Mixing elements of hip hop and reggaeton with British-influenced electronic music under the Imaabs moniker since 2007, Cristo Gavras is also the founder of netlabel Modismo and A&R for Diamante Records. In his own words, what he does is simple: “dance music, music meant for the club with different refinements.”

I never really got the opportunity to talk to Cristo until this past summer in DF, where he recently played live and officially joined the “peripheral rhythms” of electronic collective NAAFI for the launch of his upcoming release — but his connection to Mexico dates back to 2012 when he released his I Know You Don’t Love Me EP through netlabel NWLA. Imaabs’ “musical ideals were in tune with NWLA’s”, as he recalls, and so was meeting NAAFI’s Zutzut and Lao, both of whom were commissioned remixers for the EP’s eponymous single, along with Branko collaborator Ezekiel.

Cut to Remezcla’s showcase for Festival Antes, where we finally had the chance to meet face to face. He seemed like the quiet type at first, but I quickly disabused myself of that idea after talking to him a few times at Bahía Bar, where the epic, DIY ten day festival insiders call “El Antes” took place. 2014 was a big year for the obscure festival, and it also served as Imaabs’ introduction to Mexico City audiences during the NAAFI showcase.

In the darkened bar, which could very well be at home in Bushwick, I asked Imaabs what he thought about DF’s nightlife. He replied immediately: “It’s very intense. Actually, overall, Mexico is very intense. From the moment you get through aduana until the moment you settle anywhere quickly, you never really stop again. The only moment that I was able to relax was the moment I was preparing my set, which was barely two hours before going on. But it has to do with how Mexicans are, you know?”

I’m still not sure what he meant by that, but I figured he’d just visited Mexico during a hectic time. When I finally had the chance to interview him properly at NAAFI’s HQs, located in the heart of Colonia Juárez, downtown México, he explained to me that he felt the reception of his work by the Mexican crowd at the parties was really, really upbeat. “I’m really impressed,” he insisted. “Even the NAAFI guys are. They actually told me that I played like a local. I think they were just worried that I would’ve felt intimidated or that I would’ve maybe thrown deep dark undanceable tracks. But I didn’t. Same goes for the Nasty Beats people from San Luis Potosí and Zutzut in Monterrey.”

This made me wonder how different Chile’s nightlife actually is in comparison to Mexico’s. So, of course, I couldn’t help myself and interrupted his fresh foreign amusement and asked him how things were back home. “To me it’s work,” he said. “Besides DJing, I rent gear in Santiago from Wednesday to Sunday, so this has obviously helped me get to know all of Santiago’s underground circuit, since most of them have had to rent my stuff. As a musician or DJ, I’m mostly omnipresent within the scene, but what goes on in Santiago isn’t really consistent. One way or another, everybody knows that what I do has certain global perspectives.” I ask him what he’s concretely referring to as I quietly stare at the huge map of Mexico City hanging on a wall, and he explains: “For example, right now, I’m about to release some stuff via Fool and Rushmore’s label Trax Couture in England, which is exactly what happens with NAAFI in Mexico. So, what I do is mostly going on outside of Chile, and that makes me like the weird bug.”

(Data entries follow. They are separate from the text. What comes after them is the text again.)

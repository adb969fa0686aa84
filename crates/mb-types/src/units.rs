//! Scaled integer units.
//!
//! Energy and tariff values are stored pre-scaled and are never unscaled
//! inside the ledger. Zero is ordinary data for both; "not set" is only
//! ever expressed structurally (absent record, pointer of 0), never by a
//! zero sentinel in these fields.

use std::fmt;

use serde::{Deserialize, Serialize};

/// Energy in tenths of a kilowatt-hour (kWh x 10, one implicit decimal).
///
/// `EnergyTenths::new(50000)` is 5000.0 kWh.
#[derive(
    Clone, Copy, Default, PartialEq, Eq, Hash, PartialOrd, Ord, Serialize, Deserialize,
)]
#[serde(transparent)]
pub struct EnergyTenths(u64);

impl EnergyTenths {
    pub const ZERO: EnergyTenths = EnergyTenths(0);

    pub const fn new(tenths: u64) -> Self {
        Self(tenths)
    }

    /// The raw scaled value.
    pub const fn tenths(&self) -> u64 {
        self.0
    }
}

impl fmt::Debug for EnergyTenths {
    fn fmt(&self, f: &mut fmt::Formatter<'_>) -> fmt::Result {
        write!(f, "EnergyTenths({})", self.0)
    }
}

impl fmt::Display for EnergyTenths {
    fn fmt(&self, f: &mut fmt::Formatter<'_>) -> fmt::Result {
        write!(f, "{}.{} kWh", self.0 / 10, self.0 % 10)
    }
}

/// Tariff in basis points of the billing currency (value x 10000).
///
/// `TariffBps::new(5000)` is a rate of 0.5000.
#[derive(
    Clone, Copy, Default, PartialEq, Eq, Hash, PartialOrd, Ord, Serialize, Deserialize,
)]
#[serde(transparent)]
pub struct TariffBps(u32);

impl TariffBps {
    pub const ZERO: TariffBps = TariffBps(0);

    pub const fn new(bps: u32) -> Self {
        Self(bps)
    }

    /// The raw scaled value.
    pub const fn bps(&self) -> u32 {
        self.0
    }
}

impl fmt::Debug for TariffBps {
    fn fmt(&self, f: &mut fmt::Formatter<'_>) -> fmt::Result {
        write!(f, "TariffBps({})", self.0)
    }
}

impl fmt::Display for TariffBps {
    fn fmt(&self, f: &mut fmt::Formatter<'_>) -> fmt::Result {
        write!(f, "{}.{:04}", self.0 / 10_000, self.0 % 10_000)
    }
}

#[cfg(test)]
mod tests {
    use super::*;
    use proptest::prelude::*;

    #[test]
    fn zero_energy_is_valid_data() {
        let e = EnergyTenths::ZERO;
        assert_eq!(e.tenths(), 0);
        assert_eq!(format!("{e}"), "0.0 kWh");
    }

    #[test]
    fn energy_display_keeps_one_decimal() {
        assert_eq!(format!("{}", EnergyTenths::new(50000)), "5000.0 kWh");
        assert_eq!(format!("{}", EnergyTenths::new(12345)), "1234.5 kWh");
    }

    #[test]
    fn tariff_display_keeps_four_decimals() {
        assert_eq!(format!("{}", TariffBps::new(5000)), "0.5000");
        assert_eq!(format!("{}", TariffBps::new(10_000)), "1.0000");
        assert_eq!(format!("{}", TariffBps::new(7)), "0.0007");
    }

    #[test]
    fn serde_is_transparent() {
        let e = EnergyTenths::new(55000);
        assert_eq!(serde_json::to_string(&e).unwrap(), "55000");
        let t: TariffBps = serde_json::from_str("5000").unwrap();
        assert_eq!(t, TariffBps::new(5000));
    }

    proptest! {
        #[test]
        fn energy_roundtrips_through_raw(tenths in any::<u64>()) {
            prop_assert_eq!(EnergyTenths::new(tenths).tenths(), tenths);
        }

        #[test]
        fn tariff_roundtrips_through_raw(bps in any::<u32>()) {
            prop_assert_eq!(TariffBps::new(bps).bps(), bps);
        }
    }
}
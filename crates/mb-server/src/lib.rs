//! HTTP surface for Meterbook.
//!
//! Serves every ledger operation as a JSON endpoint, with role
//! administration, health and info probes, and an optional background task
//! that archives the notice stream to disk. The server owns the ledger;
//! callers are authenticated by the deployment's perimeter and named
//! explicitly as `caller` in mutating request bodies.

pub mod archive_task;
pub mod config;
pub mod error;
pub mod handler;
pub mod router;
pub mod server;

pub use config::ServerConfig;
pub use error::{ServerError, ServerResult};
pub use router::{build_router, AppState};
pub use server::MbServer;
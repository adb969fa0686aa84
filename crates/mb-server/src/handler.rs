//! Request handlers.
//!
//! Bodies carry the acting principal explicitly as `caller`; the
//! deployment's perimeter is trusted to have authenticated it before the
//! request reaches this process. Handlers parse and delegate — every rule
//! lives in `mb-ledger`.

use axum::extract::{Path, State};
use axum::Json;
use serde::Deserialize;
use serde_json::{json, Value};

use mb_crypto::Attestation;
use mb_events::SnapshotStored;
use mb_types::{
    AccountId, DateKey, PeriodKey, Role, SettlementFields, SettlementRecord, SnapshotPayload,
    SnapshotRecord, StationId,
};

use crate::error::ServerResult;
use crate::router::AppState;

#[derive(Debug, Deserialize)]
pub struct StoreSnapshotRequest {
    pub caller: AccountId,
    pub payload: SnapshotPayload,
    pub attestation: Attestation,
}

#[derive(Debug, Deserialize)]
pub struct StoreSettlementRequest {
    pub caller: AccountId,
    pub station: StationId,
    pub period: PeriodKey,
    #[serde(flatten)]
    pub fields: SettlementFields,
}

#[derive(Debug, Deserialize)]
pub struct AmendSettlementRequest {
    pub caller: AccountId,
    pub reason: String,
    #[serde(flatten)]
    pub fields: SettlementFields,
}

#[derive(Debug, Deserialize)]
pub struct CallerRequest {
    pub caller: AccountId,
}

#[derive(Debug, Deserialize)]
pub struct RoleChangeRequest {
    pub caller: AccountId,
    pub account: AccountId,
    pub role: Role,
}

#[derive(Debug, Deserialize)]
pub struct RenounceRequest {
    pub caller: AccountId,
    pub role: Role,
}

pub async fn store_snapshot(
    State(state): State<AppState>,
    Json(req): Json<StoreSnapshotRequest>,
) -> ServerResult<Json<SnapshotStored>> {
    let stored = state
        .ledger
        .store_daily_snapshot(req.caller, &req.payload, &req.attestation)?;
    Ok(Json(stored))
}

pub async fn get_snapshot(
    State(state): State<AppState>,
    Path((station, date)): Path<(String, String)>,
) -> ServerResult<Json<SnapshotRecord>> {
    let station = StationId::new(station)?;
    let date = DateKey::new(date)?;
    Ok(Json(state.ledger.snapshot(&station, &date)?))
}

pub async fn store_settlement(
    State(state): State<AppState>,
    Json(req): Json<StoreSettlementRequest>,
) -> ServerResult<Json<SettlementRecord>> {
    let record =
        state
            .ledger
            .store_monthly_settlement(req.caller, req.station, req.period, req.fields)?;
    Ok(Json(record))
}

pub async fn amend_settlement(
    State(state): State<AppState>,
    Path((station, period)): Path<(String, String)>,
    Json(req): Json<AmendSettlementRequest>,
) -> ServerResult<Json<SettlementRecord>> {
    let station = StationId::new(station)?;
    let period = PeriodKey::new(period)?;
    let record =
        state
            .ledger
            .amend_monthly_settlement(req.caller, station, period, req.reason, req.fields)?;
    Ok(Json(record))
}

pub async fn get_effective_settlement(
    State(state): State<AppState>,
    Path((station, period)): Path<(String, String)>,
) -> ServerResult<Json<SettlementRecord>> {
    let station = StationId::new(station)?;
    let period = PeriodKey::new(period)?;
    Ok(Json(state.ledger.effective_settlement(&station, &period)?))
}

pub async fn get_settlement_by_revision(
    State(state): State<AppState>,
    Path((station, period, revision)): Path<(String, String, u16)>,
) -> ServerResult<Json<SettlementRecord>> {
    let station = StationId::new(station)?;
    let period = PeriodKey::new(period)?;
    Ok(Json(
        state
            .ledger
            .settlement_by_revision(&station, &period, revision)?,
    ))
}

pub async fn pause(
    State(state): State<AppState>,
    Json(req): Json<CallerRequest>,
) -> ServerResult<Json<Value>> {
    state.ledger.pause(req.caller)?;
    Ok(Json(json!({ "paused": true })))
}

pub async fn unpause(
    State(state): State<AppState>,
    Json(req): Json<CallerRequest>,
) -> ServerResult<Json<Value>> {
    state.ledger.unpause(req.caller)?;
    Ok(Json(json!({ "paused": false })))
}

pub async fn grant_role(
    State(state): State<AppState>,
    Json(req): Json<RoleChangeRequest>,
) -> ServerResult<Json<Value>> {
    let changed = state.ledger.grant_role(req.caller, req.account, req.role)?;
    Ok(Json(json!({ "changed": changed })))
}

pub async fn revoke_role(
    State(state): State<AppState>,
    Json(req): Json<RoleChangeRequest>,
) -> ServerResult<Json<Value>> {
    let changed = state.ledger.revoke_role(req.caller, req.account, req.role)?;
    Ok(Json(json!({ "changed": changed })))
}

pub async fn renounce_role(
    State(state): State<AppState>,
    Json(req): Json<RenounceRequest>,
) -> ServerResult<Json<Value>> {
    let changed = state.ledger.renounce_role(req.caller, req.role)?;
    Ok(Json(json!({ "changed": changed })))
}

pub async fn get_roles(
    State(state): State<AppState>,
    Path(account): Path<String>,
) -> ServerResult<Json<Value>> {
    let account = AccountId::from_hex(&account)?;
    let roles = state.ledger.roles_of(&account)?;
    Ok(Json(json!({ "account": account, "roles": roles })))
}

pub async fn health() -> Json<Value> {
    Json(json!({ "status": "ok" }))
}

pub async fn info(State(state): State<AppState>) -> ServerResult<Json<Value>> {
    Ok(Json(json!({
        "name": "mb-server",
        "version": env!("CARGO_PKG_VERSION"),
        "realm": state.ledger.domain().realm(),
        "paused": state.ledger.is_paused()?,
        "snapshots": state.ledger.snapshot_count()?,
        "settlement_periods": state.ledger.settlement_period_count()?,
        "settlement_revisions": state.ledger.settlement_revision_count()?,
        "notices": state.ledger.journal().last_seq(),
    })))
}
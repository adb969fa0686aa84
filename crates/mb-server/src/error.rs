use axum::http::StatusCode;
use axum::response::{IntoResponse, Response};
use axum::Json;
use serde_json::json;
use thiserror::Error;

use mb_ledger::LedgerError;
use mb_types::TypeError;

#[derive(Debug, Error)]
pub enum ServerError {
    #[error("{0}")]
    Ledger(#[from] LedgerError),

    #[error("invalid request field: {0}")]
    BadRequest(#[from] TypeError),

    #[error("configuration error: {0}")]
    Config(String),

    #[error("notice stream error: {0}")]
    Events(#[from] mb_events::EventError),

    #[error("I/O error: {0}")]
    Io(#[from] std::io::Error),

    #[error("internal error: {0}")]
    Internal(String),
}

pub type ServerResult<T> = Result<T, ServerError>;

impl ServerError {
    fn status(&self) -> StatusCode {
        match self {
            ServerError::Ledger(e) => ledger_status(e),
            ServerError::BadRequest(_) => StatusCode::BAD_REQUEST,
            ServerError::Config(_)
            | ServerError::Events(_)
            | ServerError::Io(_)
            | ServerError::Internal(_) => StatusCode::INTERNAL_SERVER_ERROR,
        }
    }

    /// Stable machine-readable discriminant for API clients.
    fn kind(&self) -> &'static str {
        match self {
            ServerError::Ledger(e) => match e {
                LedgerError::Unauthorized { .. } => "unauthorized",
                LedgerError::SystemPaused => "system-paused",
                LedgerError::InvalidSignature(_) => "invalid-signature",
                LedgerError::InvalidSampleCount { .. } => "invalid-sample-count",
                LedgerError::SnapshotExists { .. } => "already-exists",
                LedgerError::SettlementInitialized { .. } => "already-initialized",
                LedgerError::SettlementNotInitialized { .. } => "not-initialized",
                LedgerError::RevisionOverflow { .. } => "revision-overflow",
                LedgerError::SnapshotNotFound { .. } | LedgerError::SettlementNotFound { .. } => {
                    "not-found"
                }
                LedgerError::RevisionNotFound { .. } => "revision-not-found",
                LedgerError::Poisoned => "internal",
            },
            ServerError::BadRequest(_) => "bad-request",
            ServerError::Config(_)
            | ServerError::Events(_)
            | ServerError::Io(_)
            | ServerError::Internal(_) => "internal",
        }
    }
}

fn ledger_status(e: &LedgerError) -> StatusCode {
    match e {
        LedgerError::Unauthorized { .. } => StatusCode::FORBIDDEN,
        LedgerError::SystemPaused => StatusCode::SERVICE_UNAVAILABLE,
        LedgerError::InvalidSignature(_) | LedgerError::InvalidSampleCount { .. } => {
            StatusCode::UNPROCESSABLE_ENTITY
        }
        LedgerError::SnapshotExists { .. }
        | LedgerError::SettlementInitialized { .. }
        | LedgerError::SettlementNotInitialized { .. }
        | LedgerError::RevisionOverflow { .. } => StatusCode::CONFLICT,
        LedgerError::SnapshotNotFound { .. }
        | LedgerError::SettlementNotFound { .. }
        | LedgerError::RevisionNotFound { .. } => StatusCode::NOT_FOUND,
        LedgerError::Poisoned => StatusCode::INTERNAL_SERVER_ERROR,
    }
}

impl IntoResponse for ServerError {
    fn into_response(self) -> Response {
        let status = self.status();
        let body = Json(json!({
            "error": self.kind(),
            "message": self.to_string(),
        }));
        (status, body).into_response()
    }
}

#[cfg(test)]
mod tests {
    use super::*;
    use mb_types::{AccountId, Role, StationId};

    #[test]
    fn error_status_mapping() {
        let unauthorized = ServerError::Ledger(LedgerError::Unauthorized {
            account: AccountId::from_raw([1; 32]),
            role: Role::Admin,
        });
        assert_eq!(unauthorized.status(), StatusCode::FORBIDDEN);
        assert_eq!(unauthorized.kind(), "unauthorized");

        let paused = ServerError::Ledger(LedgerError::SystemPaused);
        assert_eq!(paused.status(), StatusCode::SERVICE_UNAVAILABLE);

        let exists = ServerError::Ledger(LedgerError::SnapshotExists {
            station: StationId::new("STATION-001").unwrap(),
            date: "2025-01-15".parse().unwrap(),
        });
        assert_eq!(exists.status(), StatusCode::CONFLICT);

        let missing = ServerError::Ledger(LedgerError::SnapshotNotFound {
            station: StationId::new("STATION-001").unwrap(),
            date: "2025-01-15".parse().unwrap(),
        });
        assert_eq!(missing.status(), StatusCode::NOT_FOUND);
        assert_eq!(missing.kind(), "not-found");

        let bad_sig = ServerError::Ledger(LedgerError::InvalidSignature("nope".into()));
        assert_eq!(bad_sig.status(), StatusCode::UNPROCESSABLE_ENTITY);

        let poisoned = ServerError::Ledger(LedgerError::Poisoned);
        assert_eq!(poisoned.status(), StatusCode::INTERNAL_SERVER_ERROR);
    }

    #[test]
    fn event_errors_are_internal() {
        let err: ServerError = mb_events::EventError::Serialization("bad frame".into()).into();
        assert_eq!(err.status(), StatusCode::INTERNAL_SERVER_ERROR);
        assert_eq!(err.kind(), "internal");
    }

    #[test]
    fn type_errors_are_bad_requests() {
        let err = ServerError::BadRequest(TypeError::InvalidDateKey("2025-1-5".into()));
        assert_eq!(err.status(), StatusCode::BAD_REQUEST);
        assert_eq!(err.kind(), "bad-request");
    }
}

“The last two years I’ve had to adapt myself to play techno and house music because it has become dominant.” I make my truest ‘I Feel You, Bro’ face as he remembers “Actually, the other day I was talking with Tomás Urquieta —who is an excellent producer from Santiago and is now my production partner— about how this institutionality of techno and house exists in Chile.” Why does this happen? I ask. “It has to do with a cultural question, I mean, we ARE Latin in terms of feelings; Chile has always emphasized that separation, you know… With the Peruvians, Bolivians, and even with the Argentines —who are very European—, there’s a relationship between us, yeah, but a very hostile one. So the logic of our British and German influence is very present. It’s not like we want to be German, there’s just a lot of Germans in Chile.”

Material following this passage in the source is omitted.